The fax-1 gene of the nematode C. elegans encodes a conserved nuclear receptor that is the ortholog of the human PNR gene and functions in the specification of neuron identities. Mutations in fax-1 result in locomotion defects. FAX-1 protein accumulates in the nuclei of 18 neurons, among them the AVA, AVB, and AVE interneuron pairs that coordinate body movements. The identities of AVA and AVE interneurons are defective in fax-1 mutants; neither neuron expresses the NMDA receptor subunits nmr-1 and nmr-2. Other ionotropic glutamate receptor subunits are expressed normally in the AVA and AVE neurons. The unc-42 homeobox gene also regulates AVA and AVE identity; however, unc-42 mutants display the complementary phenotype: NMDA receptor subunit expression is normal, but some non-NMDA glutamate receptor subunits are not expressed.
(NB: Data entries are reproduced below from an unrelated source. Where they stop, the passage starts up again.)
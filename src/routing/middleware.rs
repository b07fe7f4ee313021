//! Middleware chains.

use crate::{context::Context, http::response::Handled};
use std::sync::Arc;

/// What a middleware decided for the current request.
#[derive(Debug)]
pub enum Flow {
    /// Run the next middleware, then the handler.
    Continue,
    /// Skip everything after this: the response has been produced.
    Stop(Handled),
}

/// A step that runs before the route handler.
///
/// Any `Fn(&mut Context) -> Flow` is a middleware:
/// ```
/// use ristretto::{Chain, Context, Flow, StatusCode};
///
/// let auth = |ctx: &mut Context| match ctx.header("authorization") {
///     Some(_) => Flow::Continue,
///     None => Flow::Stop(ctx.send_error(StatusCode::Unauthorized, "missing token")),
/// };
///
/// let chain = Chain::new().then(auth);
/// assert_eq!(chain.len(), 1);
/// ```
pub trait Middleware: Send + Sync + 'static {
    fn process(&self, ctx: &mut Context) -> Flow;
}

impl<F> Middleware for F
where
    F: Fn(&mut Context) -> Flow + Send + Sync + 'static,
{
    #[inline]
    fn process(&self, ctx: &mut Context) -> Flow {
        self(ctx)
    }
}

/// An ordered list of middleware, run first to last.
#[derive(Clone, Default)]
pub struct Chain(Vec<Arc<dyn Middleware>>);

impl Chain {
    #[inline]
    pub fn new() -> Self {
        Self::default()
    }

    /// Appends a middleware, builder style.
    #[inline]
    pub fn then<M: Middleware>(mut self, middleware: M) -> Self {
        self.push(middleware);
        self
    }

    #[inline]
    pub fn push<M: Middleware>(&mut self, middleware: M) {
        self.0.push(Arc::new(middleware));
    }

    #[inline]
    pub fn len(&self) -> usize {
        self.0.len()
    }

    #[inline]
    pub fn is_empty(&self) -> bool {
        self.0.is_empty()
    }

    #[inline]
    pub(crate) fn iter(&self) -> impl Iterator<Item = &dyn Middleware> {
        self.0.iter().map(|m| m.as_ref())
    }

    /// `self` followed by `other`.
    pub(crate) fn joined(&self, other: &Chain) -> Chain {
        let mut chain = Vec::with_capacity(self.len() + other.len());
        chain.extend(self.0.iter().cloned());
        chain.extend(other.0.iter().cloned());
        Chain(chain)
    }
}

impl std::fmt::Debug for Chain {
    fn fmt(&self, f: &mut std::fmt::Formatter<'_>) -> std::fmt::Result {
        f.debug_tuple("Chain").field(&self.0.len()).finish()
    }
}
These observations support a combinatorial role for fax-1 and unc-42 in specifying AVA and AVE identity. However, in four other neuron types, fax-1 is regulated by unc-42, and both transcriptional regulators function in the regulation of the opt-3 gene in the AVE neurons and the flp-1 and ncs-1 genes in the AVK neurons. Therefore, while fax-1 and unc-42 act in complementary parallel pathways in some cells, they function in overlapping or linear pathways in other cellular contexts, suggesting that combinatorial relationships among transcriptional regulators are complex and cannot be generalized from one neuron type to another.